▶ **Task statement**
There is a line below that contains "fn headers(&self) ->". Please reproduce it and all following lines exactly, through the final one.

━━━

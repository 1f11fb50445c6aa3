//! eBird recent-sightings payload → [`BirdReport`].

use serde_json::Value;

use super::{UNKNOWN, f64_or, i64_or, string_or};
use crate::model::{BirdObservation, BirdReport, FrequencyTable, Geo};

/// The frequency table is truncated to this many species.
const TOP_SPECIES: usize = 10;

/// Map raw eBird sightings into the canonical report.
///
/// Empty input is not an error: it yields the explicit empty-result shape
/// `{birds: [], counts: {}, total: 0}`.
pub fn normalize_sightings(sightings: &[Value]) -> BirdReport {
    if sightings.is_empty() {
        return BirdReport {
            birds: Vec::new(),
            counts: FrequencyTable::default(),
            total: 0,
        };
    }

    let counts =
        FrequencyTable::tally(sightings.iter().map(|s| string_or(s, "comName", UNKNOWN)))
            .top(TOP_SPECIES);

    BirdReport {
        birds: sightings.iter().map(observation).collect(),
        counts,
        total: sightings.len(),
    }
}

/// One canonical observation per input record, with the documented defaults
/// for anything missing.
fn observation(sighting: &Value) -> BirdObservation {
    BirdObservation {
        species: string_or(sighting, "comName", UNKNOWN),
        scientific_name: string_or(sighting, "sciName", UNKNOWN),
        location: string_or(sighting, "locName", UNKNOWN),
        observation_date: string_or(sighting, "obsDt", UNKNOWN),
        count: i64_or(sighting, "howMany", 1),
        coordinates: Geo {
            lat: f64_or(sighting, "lat", 0.0),
            lng: f64_or(sighting, "lng", 0.0),
        },
    }
}
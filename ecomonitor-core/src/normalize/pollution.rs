//! OpenAQ `latest` payload → [`PollutionReport`].

use std::collections::BTreeMap;

use serde_json::Value;

use super::{UNKNOWN, f64_or, string_or};
use crate::model::{
    Coordinates, Measurement, PollutantSummary, PollutionLocation, PollutionReport,
};

/// Map a raw OpenAQ `latest` payload into the canonical report, accumulating
/// per-parameter occurrence counts and running sums across all locations.
/// Averages divide sum by count, so only parameters that occurred can appear.
pub fn normalize_latest(payload: &Value) -> PollutionReport {
    let results = payload
        .get("results")
        .and_then(Value::as_array)
        .map(Vec::as_slice)
        .unwrap_or(&[]);
    if results.is_empty() {
        return PollutionReport {
            locations: Vec::new(),
            pollutants: PollutantSummary::default(),
            total: 0,
        };
    }

    let mut locations = Vec::with_capacity(results.len());
    let mut counts: BTreeMap<String, u32> = BTreeMap::new();
    let mut sums: BTreeMap<String, f64> = BTreeMap::new();

    for entry in results {
        let raw_measurements = entry
            .get("measurements")
            .and_then(Value::as_array)
            .map(Vec::as_slice)
            .unwrap_or(&[]);

        let mut measurements = Vec::with_capacity(raw_measurements.len());
        for raw in raw_measurements {
            let m = measurement(raw);
            *counts.entry(m.parameter.clone()).or_insert(0) += 1;
            *sums.entry(m.parameter.clone()).or_insert(0.0) += m.value;
            measurements.push(m);
        }

        locations.push(PollutionLocation {
            name: string_or(entry, "location", UNKNOWN),
            city: string_or(entry, "city", UNKNOWN),
            coordinates: coordinates(entry),
            measurements,
        });
    }

    let averages = sums
        .iter()
        .map(|(parameter, sum)| (parameter.clone(), sum / f64::from(counts[parameter])))
        .collect();

    PollutionReport {
        total: locations.len(),
        locations,
        pollutants: PollutantSummary { counts, averages },
    }
}

fn measurement(raw: &Value) -> Measurement {
    Measurement {
        parameter: string_or(raw, "parameter", UNKNOWN),
        value: f64_or(raw, "value", 0.0),
        unit: string_or(raw, "unit", ""),
        last_updated: string_or(raw, "lastUpdated", UNKNOWN),
    }
}

/// OpenAQ nests coordinates one level down; absent fields default to 0.
fn coordinates(entry: &Value) -> Coordinates {
    let nested = entry.get("coordinates");
    Coordinates {
        latitude: nested.map_or(0.0, |c| f64_or(c, "latitude", 0.0)),
        longitude: nested.map_or(0.0, |c| f64_or(c, "longitude", 0.0)),
    }
}
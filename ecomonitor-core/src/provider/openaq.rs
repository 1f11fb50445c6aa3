use std::sync::Arc;
use std::time::Duration;

use crate::config::Config;
use crate::error::Result;
use crate::fetch::Fetcher;
use crate::model::PollutionReport;
use crate::normalize::pollution::normalize_latest;
use crate::provider::ProviderId;

const POLLUTION_TTL: Duration = Duration::from_secs(3600);

/// Client for the OpenAQ `latest` measurements API. The API key is optional:
/// without one the request simply goes out unauthenticated.
#[derive(Clone)]
pub struct OpenaqProvider {
    api_key: String,
    fetcher: Arc<Fetcher>,
}

impl OpenaqProvider {
    pub fn new(api_key: String, fetcher: Arc<Fetcher>) -> Self {
        Self { api_key, fetcher }
    }

    pub fn from_config(config: &Config, fetcher: Arc<Fetcher>) -> Self {
        let api_key = config
            .provider_api_key(ProviderId::Openaq)
            .unwrap_or_default()
            .to_string();
        Self::new(api_key, fetcher)
    }

    /// Latest measurements for a country code. Upstream failures surface as
    /// structured errors like every other endpoint.
    pub async fn latest(&self, country: &str) -> Result<PollutionReport> {
        let url = format!(
            "https://api.openaq.org/v2/latest?limit=100&page=1&offset=0&sort=desc&country={country}&order_by=lastUpdated"
        );
        let payload = self
            .fetcher
            .get_json(&url, &self.headers(), POLLUTION_TTL)
            .await?;
        Ok(normalize_latest(&payload))
    }

    fn headers(&self) -> Vec<(String, String)> {
        if self.api_key.is_empty() {
            Vec::new()
        } else {
            vec![("X-API-Key".to_string(), self.api_key.clone())]
        }
    }
}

━━━

▶ **Exercise answer**
    fn headers(&self) -> Vec<(String, String)> {
        if self.api_key.is_empty() {
            Vec::new()
        } else {
            vec![("X-API-Key".to_string(), self.api_key.clone())]
        }
    }
}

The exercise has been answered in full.